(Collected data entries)
══════════════════════════════
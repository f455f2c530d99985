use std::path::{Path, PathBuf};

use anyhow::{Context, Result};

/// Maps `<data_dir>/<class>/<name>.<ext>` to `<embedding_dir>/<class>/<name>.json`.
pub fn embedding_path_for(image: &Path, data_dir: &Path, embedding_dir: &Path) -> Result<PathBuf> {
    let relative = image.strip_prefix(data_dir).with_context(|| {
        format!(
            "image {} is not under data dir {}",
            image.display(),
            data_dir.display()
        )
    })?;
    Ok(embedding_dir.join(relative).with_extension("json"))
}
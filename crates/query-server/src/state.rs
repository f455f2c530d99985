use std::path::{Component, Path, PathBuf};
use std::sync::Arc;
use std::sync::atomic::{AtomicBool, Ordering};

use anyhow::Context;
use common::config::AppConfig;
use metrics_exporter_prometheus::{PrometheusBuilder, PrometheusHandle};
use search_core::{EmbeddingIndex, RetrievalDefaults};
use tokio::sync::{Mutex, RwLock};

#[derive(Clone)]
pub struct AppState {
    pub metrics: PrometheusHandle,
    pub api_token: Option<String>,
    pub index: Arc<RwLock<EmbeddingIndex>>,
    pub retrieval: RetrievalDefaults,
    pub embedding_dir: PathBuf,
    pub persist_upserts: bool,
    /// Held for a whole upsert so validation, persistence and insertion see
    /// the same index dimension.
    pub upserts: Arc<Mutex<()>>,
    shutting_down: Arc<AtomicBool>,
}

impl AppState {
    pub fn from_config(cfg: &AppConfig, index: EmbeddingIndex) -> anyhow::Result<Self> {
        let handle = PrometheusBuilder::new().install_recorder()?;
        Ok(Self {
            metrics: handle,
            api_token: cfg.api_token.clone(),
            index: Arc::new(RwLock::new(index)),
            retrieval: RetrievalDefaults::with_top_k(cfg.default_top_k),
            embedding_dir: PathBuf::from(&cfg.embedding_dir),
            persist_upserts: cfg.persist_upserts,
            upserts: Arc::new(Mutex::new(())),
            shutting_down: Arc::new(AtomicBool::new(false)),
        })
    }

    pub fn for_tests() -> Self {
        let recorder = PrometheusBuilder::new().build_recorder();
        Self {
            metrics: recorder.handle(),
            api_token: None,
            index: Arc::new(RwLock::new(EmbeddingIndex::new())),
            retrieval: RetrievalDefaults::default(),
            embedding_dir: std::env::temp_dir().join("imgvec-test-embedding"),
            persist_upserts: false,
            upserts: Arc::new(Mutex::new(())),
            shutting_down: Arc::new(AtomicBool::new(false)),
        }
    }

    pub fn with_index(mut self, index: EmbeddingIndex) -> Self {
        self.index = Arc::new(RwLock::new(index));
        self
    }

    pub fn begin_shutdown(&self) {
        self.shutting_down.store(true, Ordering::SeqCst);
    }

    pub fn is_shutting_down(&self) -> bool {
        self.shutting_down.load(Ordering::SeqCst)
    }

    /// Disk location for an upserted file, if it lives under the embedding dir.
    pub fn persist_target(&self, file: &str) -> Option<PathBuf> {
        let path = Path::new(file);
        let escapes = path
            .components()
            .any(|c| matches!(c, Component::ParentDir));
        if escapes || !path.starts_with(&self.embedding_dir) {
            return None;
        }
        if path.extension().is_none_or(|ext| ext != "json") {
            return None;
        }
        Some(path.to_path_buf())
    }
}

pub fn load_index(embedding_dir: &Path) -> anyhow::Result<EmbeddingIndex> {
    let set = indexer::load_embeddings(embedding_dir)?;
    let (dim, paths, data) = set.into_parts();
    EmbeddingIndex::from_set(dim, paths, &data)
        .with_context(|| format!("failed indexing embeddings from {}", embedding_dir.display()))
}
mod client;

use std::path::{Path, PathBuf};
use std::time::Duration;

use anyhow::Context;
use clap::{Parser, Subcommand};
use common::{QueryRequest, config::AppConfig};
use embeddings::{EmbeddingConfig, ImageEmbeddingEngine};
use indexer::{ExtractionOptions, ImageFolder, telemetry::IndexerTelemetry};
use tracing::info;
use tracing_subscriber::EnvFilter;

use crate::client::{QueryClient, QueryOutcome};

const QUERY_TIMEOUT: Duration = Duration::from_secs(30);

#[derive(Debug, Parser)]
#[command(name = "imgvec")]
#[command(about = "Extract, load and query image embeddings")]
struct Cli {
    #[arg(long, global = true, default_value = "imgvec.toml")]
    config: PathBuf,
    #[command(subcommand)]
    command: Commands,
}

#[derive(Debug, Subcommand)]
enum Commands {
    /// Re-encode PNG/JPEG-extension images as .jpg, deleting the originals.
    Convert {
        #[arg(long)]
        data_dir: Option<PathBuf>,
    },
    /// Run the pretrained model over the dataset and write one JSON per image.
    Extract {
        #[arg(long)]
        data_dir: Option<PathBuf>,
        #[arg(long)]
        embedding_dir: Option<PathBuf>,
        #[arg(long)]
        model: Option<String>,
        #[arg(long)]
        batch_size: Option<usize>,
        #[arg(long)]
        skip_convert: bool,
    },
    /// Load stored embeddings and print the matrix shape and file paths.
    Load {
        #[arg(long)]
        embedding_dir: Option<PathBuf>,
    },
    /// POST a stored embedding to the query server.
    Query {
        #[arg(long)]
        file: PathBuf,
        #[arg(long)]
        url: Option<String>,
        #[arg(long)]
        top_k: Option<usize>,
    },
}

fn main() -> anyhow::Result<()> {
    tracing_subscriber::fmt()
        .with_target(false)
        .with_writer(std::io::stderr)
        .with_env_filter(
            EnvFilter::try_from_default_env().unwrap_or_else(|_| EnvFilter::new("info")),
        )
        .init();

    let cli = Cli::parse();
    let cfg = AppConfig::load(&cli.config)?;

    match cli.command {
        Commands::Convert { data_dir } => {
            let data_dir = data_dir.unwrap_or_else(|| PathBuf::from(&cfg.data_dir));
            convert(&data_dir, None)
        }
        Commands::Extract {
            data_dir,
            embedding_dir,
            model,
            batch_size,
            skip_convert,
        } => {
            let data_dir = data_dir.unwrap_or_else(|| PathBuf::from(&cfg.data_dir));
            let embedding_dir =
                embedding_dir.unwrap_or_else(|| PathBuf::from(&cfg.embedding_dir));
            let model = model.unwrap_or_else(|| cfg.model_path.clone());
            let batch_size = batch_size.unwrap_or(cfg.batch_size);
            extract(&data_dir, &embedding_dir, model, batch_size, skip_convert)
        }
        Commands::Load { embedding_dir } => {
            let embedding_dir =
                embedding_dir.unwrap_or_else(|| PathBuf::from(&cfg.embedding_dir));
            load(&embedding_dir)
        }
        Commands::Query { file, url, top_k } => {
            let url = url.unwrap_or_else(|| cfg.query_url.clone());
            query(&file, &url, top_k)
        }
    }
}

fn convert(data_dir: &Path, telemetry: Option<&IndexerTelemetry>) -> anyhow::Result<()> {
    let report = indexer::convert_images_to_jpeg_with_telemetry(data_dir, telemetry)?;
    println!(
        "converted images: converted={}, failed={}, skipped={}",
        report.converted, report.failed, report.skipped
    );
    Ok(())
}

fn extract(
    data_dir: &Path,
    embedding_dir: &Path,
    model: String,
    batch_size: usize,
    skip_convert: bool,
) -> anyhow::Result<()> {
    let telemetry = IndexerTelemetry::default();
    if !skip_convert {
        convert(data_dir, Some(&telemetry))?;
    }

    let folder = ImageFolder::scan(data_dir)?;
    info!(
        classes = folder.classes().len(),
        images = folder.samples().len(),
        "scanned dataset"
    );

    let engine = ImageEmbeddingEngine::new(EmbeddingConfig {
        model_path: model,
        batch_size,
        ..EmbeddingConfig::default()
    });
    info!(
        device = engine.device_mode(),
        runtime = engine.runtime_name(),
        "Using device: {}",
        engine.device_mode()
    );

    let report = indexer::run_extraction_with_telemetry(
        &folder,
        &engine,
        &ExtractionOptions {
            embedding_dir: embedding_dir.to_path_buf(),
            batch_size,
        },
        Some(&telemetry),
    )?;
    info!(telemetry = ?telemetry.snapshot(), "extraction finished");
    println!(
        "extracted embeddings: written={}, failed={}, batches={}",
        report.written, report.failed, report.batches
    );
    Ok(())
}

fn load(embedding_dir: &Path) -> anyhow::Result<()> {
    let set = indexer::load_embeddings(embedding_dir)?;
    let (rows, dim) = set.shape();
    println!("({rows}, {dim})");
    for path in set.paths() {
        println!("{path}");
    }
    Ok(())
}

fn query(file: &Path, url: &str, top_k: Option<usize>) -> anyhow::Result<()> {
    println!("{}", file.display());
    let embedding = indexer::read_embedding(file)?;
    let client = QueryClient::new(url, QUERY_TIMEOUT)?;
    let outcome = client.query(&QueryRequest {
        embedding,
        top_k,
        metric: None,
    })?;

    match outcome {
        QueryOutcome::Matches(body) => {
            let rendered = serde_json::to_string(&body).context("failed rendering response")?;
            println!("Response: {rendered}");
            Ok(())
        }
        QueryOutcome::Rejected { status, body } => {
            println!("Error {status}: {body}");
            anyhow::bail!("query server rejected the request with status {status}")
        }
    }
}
══════════════════════════════
THE TASK ::
Set down, exactly as they appear above, all lines from the one that has "and insertion see" down to the one that has "pub fn is_shutting_down(&self)", including those two and no others.

SOLUTION TO THIS EXERCISE ::
    /// Held for a whole upsert so validation, persistence and insertion see
    /// the same index dimension.
    pub upserts: Arc<Mutex<()>>,
    shutting_down: Arc<AtomicBool>,
}

impl AppState {
    pub fn from_config(cfg: &AppConfig, index: EmbeddingIndex) -> anyhow::Result<Self> {
        let handle = PrometheusBuilder::new().install_recorder()?;
        Ok(Self {
            metrics: handle,
            api_token: cfg.api_token.clone(),
            index: Arc::new(RwLock::new(index)),
            retrieval: RetrievalDefaults::with_top_k(cfg.default_top_k),
            embedding_dir: PathBuf::from(&cfg.embedding_dir),
            persist_upserts: cfg.persist_upserts,
            upserts: Arc::new(Mutex::new(())),
            shutting_down: Arc::new(AtomicBool::new(false)),
        })
    }

    pub fn for_tests() -> Self {
        let recorder = PrometheusBuilder::new().build_recorder();
        Self {
            metrics: recorder.handle(),
            api_token: None,
            index: Arc::new(RwLock::new(EmbeddingIndex::new())),
            retrieval: RetrievalDefaults::default(),
            embedding_dir: std::env::temp_dir().join("imgvec-test-embedding"),
            persist_upserts: false,
            upserts: Arc::new(Mutex::new(())),
            shutting_down: Arc::new(AtomicBool::new(false)),
        }
    }

    pub fn with_index(mut self, index: EmbeddingIndex) -> Self {
        self.index = Arc::new(RwLock::new(index));
        self
    }

    pub fn begin_shutdown(&self) {
        self.shutting_down.store(true, Ordering::SeqCst);
    }

    pub fn is_shutting_down(&self) -> bool {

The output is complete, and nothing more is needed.